The challenges of the program apparently came as news to the legislators, though.

Lamar, the chairman of the powerful House committee that deals with tax policy, and Hosemann, who announced a broad plan during this year’s session to help the state’s failing rural hospitals that included this grant program, appeared especially frustrated.  

“As recently as a month or two (after the session), I contacted your office and it was 85% (of hospitals) were gonna qualify,” Hosemann said. “So this has been some administrative change that we were not aware of either during the session or shortly thereafter.”

Lamar, too, questioned why these issues were coming up months after the program’s inception. The governor signed the bill in April. 

“There was no secret what we were working on,” he said. 

Edney maintained that the Health Department brought up concerns about the source of the money during the legislative process.

“Believe me, Mr.
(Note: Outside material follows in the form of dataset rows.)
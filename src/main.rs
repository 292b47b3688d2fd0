use log::debug;
use std::{fs, io::Read, process};

use predictive_parser::{ErrorEntries, Grammar, Parser, Token};

fn print_help() {
    println!("Usage: predictive-parser outputs [options] [grammar file]");
    println!("outputs:");
    println!("  prod: Productions");
    println!("  ff: First and follow sets");
    println!("  ll1: LL(1) parsing table");
    println!("  tree: Parse tree of the tokens given with -t");
    println!("options:");
    println!("  -h: Print this help");
    println!("  -l: Print in LaTeX format");
    println!("  -j: Print in JSON format");
    println!("  -e <file>: Error entries used for syntax error messages");
    println!("  -t <file>: Tokens to parse, as a JSON array");
    println!("  -s <file>: Source the tokens came from, quoted in syntax errors");
}

enum OutputFormat {
    Plain,
    LaTeX,
    JSON,
}

fn fail(message: impl std::fmt::Display) -> ! {
    eprintln!("{}", message);
    process::exit(1);
}

fn read_file(path: &str) -> String {
    fs::read_to_string(path).unwrap_or_else(|e| fail(format!("{}: {}", path, e)))
}

fn to_json<T: serde::Serialize>(value: &T) -> String {
    serde_json::to_string(value).unwrap_or_else(|e| fail(e))
}

fn main() {
    pretty_env_logger::init();

    let mut outputs: Vec<&str> = Vec::new();
    let args = std::env::args().skip(1).collect::<Vec<String>>();
    let mut i: usize = 0;
    while i < args.len() && ["prod", "ff", "ll1", "tree"].contains(&args[i].as_str()) {
        outputs.push(args[i].as_str());
        i += 1;
    }

    let mut output_format = OutputFormat::Plain;
    let mut error_entries_path: Option<&str> = None;
    let mut tokens_path: Option<&str> = None;
    let mut source_path: Option<&str> = None;

    while i < args.len() && ["-h", "--help", "-l", "-j", "-e", "-t", "-s"].contains(&args[i].as_str()) {
        match args[i].as_str() {
            "-h" | "--help" => {
                print_help();
                return;
            }
            "-l" => output_format = OutputFormat::LaTeX,
            "-j" => output_format = OutputFormat::JSON,
            flag => {
                i += 1;
                let value = match args.get(i) {
                    Some(value) => value.as_str(),
                    None => fail(format!("missing file after {}", flag)),
                };
                match flag {
                    "-e" => error_entries_path = Some(value),
                    "-t" => tokens_path = Some(value),
                    _ => source_path = Some(value),
                }
            }
        }
        i += 1;
    }

    if i + 1 < args.len() || outputs.is_empty() {
        print_help();
        return;
    }

    let input: String = if i == args.len() {
        let mut input = String::new();
        if let Err(e) = std::io::stdin().read_to_string(&mut input) {
            fail(e);
        }
        input
    } else {
        read_file(args[i].as_str())
    };

    let g = Grammar::parse(&input).unwrap_or_else(|e| fail(e));
    let ff = g.calculate_first_follow().unwrap_or_else(|e| fail(e));

    for output in outputs {
        match output {
            "prod" => {
                let t = g.to_production_output_vec();
                println!(
                    "{}",
                    match output_format {
                        OutputFormat::Plain => t.to_plaintext(),
                        OutputFormat::LaTeX => t.to_latex(),
                        OutputFormat::JSON => to_json(&t),
                    }
                );
            }
            "ff" => {
                let t = g.to_non_terminal_output_vec(&ff);
                println!(
                    "{}",
                    match output_format {
                        OutputFormat::Plain => t.to_plaintext(),
                        OutputFormat::LaTeX => t.to_latex(),
                        OutputFormat::JSON => t.to_json(),
                    }
                );
            }
            "ll1" => {
                let table = g
                    .generate_ll1_parsing_table(&ff)
                    .unwrap_or_else(|e| fail(e));
                let t = g.to_ll1_table_output(&table);
                println!(
                    "{}",
                    match output_format {
                        OutputFormat::Plain => t.to_plaintext(),
                        OutputFormat::LaTeX => t.to_latex(),
                        OutputFormat::JSON => to_json(&t),
                    }
                );
            }
            "tree" => {
                let path = tokens_path.unwrap_or_else(|| fail("tree requires -t <file>"));
                let tokens: Vec<Token> =
                    serde_json::from_str(&read_file(path)).unwrap_or_else(|e| fail(e));
                let mut parser = Parser::new(g.clone()).unwrap_or_else(|e| fail(e));
                if let Some(path) = error_entries_path {
                    parser.set_error_entries(ErrorEntries::parse(&read_file(path)));
                }
                debug!("parsing {} tokens from {}", tokens.len(), path);
                let tree = parser.parse(&tokens).unwrap_or_else(|e| match source_path {
                    Some(source) => fail(e.render(&read_file(source))),
                    None => fail(e),
                });
                match output_format {
                    OutputFormat::JSON => println!("{}", to_json(&tree.to_output())),
                    _ => print!("{}", tree),
                }
            }
            _ => unreachable!(),
        }
    }
}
Chairman, I’m extremely frustrated with this,” Edney told Lamar. 

Edney gave the lawmakers a few options. 

They could wait to distribute funds after fixing the program when the 2024 Legislative session starts in January, or they could activate the program now and send out the money to the roughly 38 hospitals that qualify. Edney also claimed there was a way to get the federal American Rescue Plan Act funds to all hospitals, but the current statute would have to be changed to do that. 

Hosemann previously told Mississippi Today that he would support legislation at the beginning of the next session to make up the difference between what hospitals were supposed to get and what they actually got from the program. 

Edney’s recommendation at the meeting was to dole out the money to the hospitals that are eligible because of the state’s dire health crisis. Those hospitals report losses upwards of half a billion dollars, he said. 

One report puts nearly half of the state’s rural hospitals at risk of closure. At least one hospital has already closed this year, and several have applied for a federal designation that would slash services in order for more money. He said many more hospitals are reducing the services they offer to cut costs.

But Edney was adamant that he could not make the final call.

“Y’all need to make that decision,” he said. “I need to be given direction.

“The heartburn for me is I know activating the program as it stands is not what y’all intended,” Edney told the committee, before Hosemann cut him off, asking for data from the agency to make an informed decision about what to do next. 

Edney still hasn’t been told what to do, he said in an interview with Mississippi Today on Tuesday.

“I know that (the Legislature’s) desire is to get funding to hospitals the quickest way that they can,” he said. “The options are before them and they’ll decide. They’re still evaluating information being given.”